Exactly, this is what I had in mind (as I also mentioned on the other email to Ryan).

-----Original Message-----
From: David Dahl [mailto:ddahl@mozilla.com] 
Sent: Wednesday, June 13, 2012 10:40 AM
To: Vijay Bharadwaj
Cc: public-webcrypto@w3.org; Wan-Teh Chang
Subject: Re: Use case classification, and associated security models

----- Original Message -----
> From: "Vijay Bharadwaj" <Vijay.Bharadwaj@microsoft.com>
> To: "Vijay Bharadwaj" <Vijay.Bharadwaj@microsoft.com>, "Wan-Teh Chang" 
> <wtc@google.com>
> Cc: public-webcrypto@w3.org
> Sent: Wednesday, June 13, 2012 9:57:59 AM
> Subject: RE: Use case classification, and associated security models
> 
> One more clarification - I'm also implicitly making the assumption 
> that keys used in scenarios #1 and #2 are not eligible for naming (at 
> least as exposed outside the app), and cannot be queried for by a 
> server. Names are only for long-term persisted keys with trusted 
> provenance as in scenario #3. Specifically, keys that are provisioned 
> out-of-band or created as part of something like a certificate 
> enrollment operation signed by an out-of-band provisioned key.

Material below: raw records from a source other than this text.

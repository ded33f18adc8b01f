//! Route definitions for the admin `/admin/comments` moderation queue.

use axum::routing::{delete, get, patch, post};
use axum::Router;

use crate::handlers::comments;
use crate::state::AppState;

/// Routes mounted at `/admin/comments`.
///
/// ```text
/// GET    /              -> list_comments
/// PATCH  /{id}/status   -> update_status
/// POST   /batch-status  -> batch_update_status
/// DELETE /{id}          -> delete_comment
/// ```
pub fn router() -> Router<AppState> {
    Router::new()
        .route("/", get(comments::list_comments))
        .route("/{id}/status", patch(comments::update_status))
        .route("/batch-status", post(comments::batch_update_status))
        .route("/{id}", delete(comments::delete_comment))
}
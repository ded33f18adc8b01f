//! Repository for the `categories` table.

use matuto_core::category::{normalize_parent, validate_parent};
use matuto_core::error::CoreError;
use matuto_core::pagination::{search_term, Page, Pagination};
use matuto_core::tree::Adjacency;
use matuto_core::types::DbId;
use sqlx::PgPool;

use crate::models::category::{Category, CategoryQuery, CreateCategory, UpdateCategory};

/// Column list for the `categories` table.
const COLUMNS: &str = "id, parent_id, name, slug, description, thumbnail, meta_keywords, \
    meta_description, sort_order, status, created_at, updated_at";

/// Failure of [`CategoryRepo::update`].
#[derive(Debug, thiserror::Error)]
pub enum CategoryUpdateError {
    /// The requested parent would make the category its own ancestor.
    #[error(transparent)]
    InvalidParent(#[from] CoreError),

    #[error(transparent)]
    Database(#[from] sqlx::Error),
}

/// Provides CRUD operations and tree lookups for categories.
pub struct CategoryRepo;

impl CategoryRepo {
    /// Insert a new category. A non-positive `parent_id` creates a root.
    pub async fn create(pool: &PgPool, input: &CreateCategory) -> Result<Category, sqlx::Error> {
        let query = format!(
            "INSERT INTO categories
                (parent_id, name, slug, description, thumbnail, meta_keywords,
                 meta_description, sort_order, status)
             VALUES ($1, $2, COALESCE($3, ''), $4, $5, $6, $7, COALESCE($8, 0), COALESCE($9, 0))
             RETURNING {COLUMNS}"
        );
        sqlx::query_as::<_, Category>(&query)
            .bind(normalize_parent(input.parent_id))
            .bind(input.name.trim())
            .bind(&input.slug)
            .bind(&input.description)
            .bind(&input.thumbnail)
            .bind(&input.meta_keywords)
            .bind(&input.meta_description)
            .bind(input.sort_order)
            .bind(input.status)
            .fetch_one(pool)
            .await
    }

    pub async fn find_by_id(pool: &PgPool, id: DbId) -> Result<Option<Category>, sqlx::Error> {
        let query = format!("SELECT {COLUMNS} FROM categories WHERE id = $1");
        sqlx::query_as::<_, Category>(&query)
            .bind(id)
            .fetch_optional(pool)
            .await
    }

    /// One page of categories, newest first.
    pub async fn list_page(
        pool: &PgPool,
        params: &CategoryQuery,
        pagination: Pagination,
    ) -> Result<Page<Category>, sqlx::Error> {
        let name = search_term(params.name.as_deref());

        let total: i64 = sqlx::query_scalar(
            "SELECT COUNT(*) FROM categories
             WHERE ($1::TEXT IS NULL OR name ILIKE $1)
               AND ($2::SMALLINT IS NULL OR status = $2)",
        )
        .bind(&name)
        .bind(params.status)
        .fetch_one(pool)
        .await?;

        let query = format!(
            "SELECT {COLUMNS} FROM categories
             WHERE ($1::TEXT IS NULL OR name ILIKE $1)
               AND ($2::SMALLINT IS NULL OR status = $2)
             ORDER BY created_at DESC, id DESC
             LIMIT $3 OFFSET $4"
        );
        let items = sqlx::query_as::<_, Category>(&query)
            .bind(&name)
            .bind(params.status)
            .bind(pagination.limit())
            .bind(pagination.offset())
            .fetch_all(pool)
            .await?;

        Ok(Page::new(items, total, pagination))
    }

    /// Every category in display order, for building the tree.
    pub async fn list_all(pool: &PgPool, active_only: bool) -> Result<Vec<Category>, sqlx::Error> {
        let query = if active_only {
            format!("SELECT {COLUMNS} FROM categories WHERE status = 0 ORDER BY sort_order, id")
        } else {
            format!("SELECT {COLUMNS} FROM categories ORDER BY sort_order, id")
        };
        sqlx::query_as::<_, Category>(&query).fetch_all(pool).await
    }

    /// Parent index over all categories.
    pub async fn adjacency<'e, E>(executor: E) -> Result<Adjacency, sqlx::Error>
    where
        E: sqlx::PgExecutor<'e>,
    {
        let edges: Vec<(DbId, Option<DbId>)> =
            sqlx::query_as("SELECT id, parent_id FROM categories")
                .fetch_all(executor)
                .await?;
        Ok(Adjacency::from_edges(edges))
    }

    /// Update a category. Only non-`None` fields are applied; a
    /// non-positive `parent_id` moves the category to the root.
    ///
    /// A move below another category is checked for cycles and applied in
    /// one transaction. Concurrent moves serialize on a table lock, so the
    /// check always sees every committed parent edge.
    pub async fn update(
        pool: &PgPool,
        id: DbId,
        input: &UpdateCategory,
    ) -> Result<Option<Category>, CategoryUpdateError> {
        let mut tx = pool.begin().await?;

        if let Some(parent_id) = normalize_parent(input.parent_id) {
            sqlx::query("LOCK TABLE categories IN SHARE ROW EXCLUSIVE MODE")
                .execute(&mut *tx)
                .await?;
            let tree = Self::adjacency(&mut *tx).await?;
            validate_parent(Some(id), Some(parent_id), &tree)?;
        }

        let query = format!(
            "UPDATE categories SET
                parent_id = CASE
                    WHEN $2::BIGINT IS NULL THEN parent_id
                    WHEN $2 <= 0 THEN NULL
                    ELSE $2
                END,
                name = COALESCE($3, name),
                slug = COALESCE($4, slug),
                description = COALESCE($5, description),
                thumbnail = COALESCE($6, thumbnail),
                meta_keywords = COALESCE($7, meta_keywords),
                meta_description = COALESCE($8, meta_description),
                sort_order = COALESCE($9, sort_order),
                status = COALESCE($10, status)
             WHERE id = $1
             RETURNING {COLUMNS}"
        );
        let category = sqlx::query_as::<_, Category>(&query)
            .bind(id)
            .bind(input.parent_id)
            .bind(input.name.as_deref().map(str::trim))
            .bind(&input.slug)
            .bind(&input.description)
            .bind(&input.thumbnail)
            .bind(&input.meta_keywords)
            .bind(&input.meta_description)
            .bind(input.sort_order)
            .bind(input.status)
            .fetch_optional(&mut *tx)
            .await?;

        tx.commit().await?;
        Ok(category)
    }

    /// Delete a category. Callers check [`CategoryRepo::child_count`] and
    /// [`CategoryRepo::article_count`] first.
    pub async fn delete(pool: &PgPool, id: DbId) -> Result<bool, sqlx::Error> {
        let result = sqlx::query("DELETE FROM categories WHERE id = $1")
            .bind(id)
            .execute(pool)
            .await?;
        Ok(result.rows_affected() > 0)
    }

    /// Number of direct children.
    pub async fn child_count(pool: &PgPool, id: DbId) -> Result<i64, sqlx::Error> {
        sqlx::query_scalar("SELECT COUNT(*) FROM categories WHERE parent_id = $1")
            .bind(id)
            .fetch_one(pool)
            .await
    }

    /// Number of articles filed under the category.
    pub async fn article_count(pool: &PgPool, id: DbId) -> Result<i64, sqlx::Error> {
        sqlx::query_scalar("SELECT COUNT(*) FROM article_categories WHERE category_id = $1")
            .bind(id)
            .fetch_one(pool)
            .await
    }

    /// The subset of `ids` that exist.
    pub async fn existing_ids(pool: &PgPool, ids: &[DbId]) -> Result<Vec<DbId>, sqlx::Error> {
        if ids.is_empty() {
            return Ok(Vec::new());
        }
        sqlx::query_scalar("SELECT id FROM categories WHERE id = ANY($1)")
            .bind(ids)
            .fetch_all(pool)
            .await
    }
}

I think in scenarios 1 & 2 the browser will name the key. This will be needed so that sites can utilize multiple keys for multiple apps or in exchanging data with multiple parties. I can see the generateKeys function returning a key ID object (that has a URI + sequence or UUID, etc. as ID property) that can be stored on the server or in localStorage for later retrieval. I agree these keys may not be queried for as the application has a chance to store the key ID object.